I have a collection of fastq files, each of which represents sequencing data from between one and three distinct but similar clones. There are between a few hundred and a few hundreds of thousands of reads per file. The reads have already been curated, so they are trimmed, demultiplexed, paired and overlapped. Each sequence is about 300-400 bases long, and each represents nearly the full sequence of interest (i.e. the final sequence is also about 300-400, and each read covers it nearly fully).
I want to assemble the reads to find consensus sequences. I can't just use a multiple alignment for this, because a significant minority of the wells are polyclonal and contain very similar, but distinct, sequences. I want an assembler that will simply line up the reads, determine which sets represent distinct clones, and return the consensus sequences along with the number of reads that fit that consensus.

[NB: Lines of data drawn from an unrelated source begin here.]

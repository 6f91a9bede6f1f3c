//! Pre-order traversal over [`Stmt`] and [`Expr`] trees
//!
//! [`Visitor`] and [`VisitorMut`] walk children in the same order, so an
//! occurrence index computed by a read-only pass addresses the same node in
//! a mutating pass. Idiom detectors and rewriting strategies rely on this.

use std::collections::BTreeSet;

use crate::ast::{Arg, Expr, Stmt};

/// Read-only traversal
pub trait Visitor<'ast> {
    /// Visit a statement; default descends into children
    fn visit_stmt(&mut self, stmt: &'ast Stmt) {
        walk_stmt(self, stmt);
    }

    /// Visit an expression; default descends into children
    fn visit_expr(&mut self, expr: &'ast Expr) {
        walk_expr(self, expr);
    }
}

/// Visit every statement of a block
pub fn walk_body<'ast, V: Visitor<'ast> + ?Sized>(visitor: &mut V, body: &'ast [Stmt]) {
    for stmt in body {
        visitor.visit_stmt(stmt);
    }
}

/// Visit the children of a statement
pub fn walk_stmt<'ast, V: Visitor<'ast> + ?Sized>(visitor: &mut V, stmt: &'ast Stmt) {
    match stmt {
        Stmt::FunctionDef(def) => {
            for decorator in &def.decorators {
                visitor.visit_expr(decorator);
            }
            for param in &def.params {
                if let Some(default) = &param.default {
                    visitor.visit_expr(default);
                }
            }
            walk_body(visitor, &def.body);
        }
        Stmt::Return(value) => {
            if let Some(value) = value {
                visitor.visit_expr(value);
            }
        }
        Stmt::Assign { targets, value, .. } => {
            visitor.visit_expr(value);
            for target in targets {
                visitor.visit_expr(target);
            }
        }
        Stmt::AugAssign { target, value, .. } => {
            visitor.visit_expr(target);
            visitor.visit_expr(value);
        }
        Stmt::Expr(expr) => visitor.visit_expr(expr),
        Stmt::If { test, body, orelse } | Stmt::While { test, body, orelse } => {
            visitor.visit_expr(test);
            walk_body(visitor, body);
            walk_body(visitor, orelse);
        }
        Stmt::For {
            target,
            iter,
            body,
            orelse,
        } => {
            visitor.visit_expr(iter);
            visitor.visit_expr(target);
            walk_body(visitor, body);
            walk_body(visitor, orelse);
        }
        Stmt::Try {
            body,
            handlers,
            orelse,
            finalbody,
        } => {
            walk_body(visitor, body);
            for handler in handlers {
                if let Some(ty) = &handler.ty {
                    visitor.visit_expr(ty);
                }
                walk_body(visitor, &handler.body);
            }
            walk_body(visitor, orelse);
            walk_body(visitor, finalbody);
        }
        Stmt::Raise { exc, cause } => {
            if let Some(exc) = exc {
                visitor.visit_expr(exc);
            }
            if let Some(cause) = cause {
                visitor.visit_expr(cause);
            }
        }
        Stmt::Assert { test, msg } => {
            visitor.visit_expr(test);
            if let Some(msg) = msg {
                visitor.visit_expr(msg);
            }
        }
        Stmt::Import(_)
        | Stmt::ImportFrom { .. }
        | Stmt::Global(_)
        | Stmt::Nonlocal(_)
        | Stmt::Pass
        | Stmt::Break
        | Stmt::Continue
        | Stmt::Opaque { .. } => {}
    }
}

/// Visit the children of an expression
pub fn walk_expr<'ast, V: Visitor<'ast> + ?Sized>(visitor: &mut V, expr: &'ast Expr) {
    match expr {
        Expr::BinOp { left, right, .. } | Expr::BoolOp { left, right, .. } => {
            visitor.visit_expr(left);
            visitor.visit_expr(right);
        }
        Expr::Unary { operand, .. } => visitor.visit_expr(operand),
        Expr::Compare {
            left, comparators, ..
        } => {
            visitor.visit_expr(left);
            for comparator in comparators {
                visitor.visit_expr(comparator);
            }
        }
        Expr::Call { func, args } => {
            visitor.visit_expr(func);
            for arg in args {
                visitor.visit_expr(arg.value());
            }
        }
        Expr::Attribute { value, .. } | Expr::Starred(value) => visitor.visit_expr(value),
        Expr::Subscript { value, index } => {
            visitor.visit_expr(value);
            visitor.visit_expr(index);
        }
        Expr::Slice { lower, upper, step } => {
            for part in [lower, upper, step].into_iter().flatten() {
                visitor.visit_expr(part);
            }
        }
        Expr::List(items) | Expr::Tuple(items) | Expr::Set(items) => {
            for item in items {
                visitor.visit_expr(item);
            }
        }
        Expr::Dict(pairs) => {
            for (key, value) in pairs {
                visitor.visit_expr(key);
                visitor.visit_expr(value);
            }
        }
        Expr::Comprehension(comp) => {
            visitor.visit_expr(&comp.element);
            if let Some(value) = &comp.value {
                visitor.visit_expr(value);
            }
            for clause in &comp.clauses {
                visitor.visit_expr(&clause.iter);
                visitor.visit_expr(&clause.target);
                for cond in &clause.ifs {
                    visitor.visit_expr(cond);
                }
            }
        }
        Expr::IfExp { test, body, orelse } => {
            visitor.visit_expr(test);
            visitor.visit_expr(body);
            visitor.visit_expr(orelse);
        }
        Expr::Lambda { params, body } => {
            for param in params {
                if let Some(default) = &param.default {
                    visitor.visit_expr(default);
                }
            }
            visitor.visit_expr(body);
        }
        Expr::Name(_)
        | Expr::Int(_)
        | Expr::Float(_)
        | Expr::Str(_)
        | Expr::Bool(_)
        | Expr::NoneLit
        | Expr::Opaque(_) => {}
    }
}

Most of the assemblers I've tried simply won't accept that the situation is as simple is it is, but earnestly want to perform much more complex operations, and won't let me override them. cap3 will take the paired-end set, overlap them, and return what I want, but cap3 is quite slow (several days to assemble the largest collections). Ray does most of the work, but I can't find a way to force Ray to tag the contigs with the number of reads in each. (This needs to be automated, because there are hundreds of files.)
What assemblers will take a single file (or a paired-end file if it can overlap them rapidly), and align reads to identify distinct clones without trying to build a full genome out of them?
hi,
Have you looked at tools used for OTU clustering like Usearch and Swarm
Thanks, "clustering" was the key word I should have been searching for, and turns up several applications including Swarm that seem to do exactly what I want.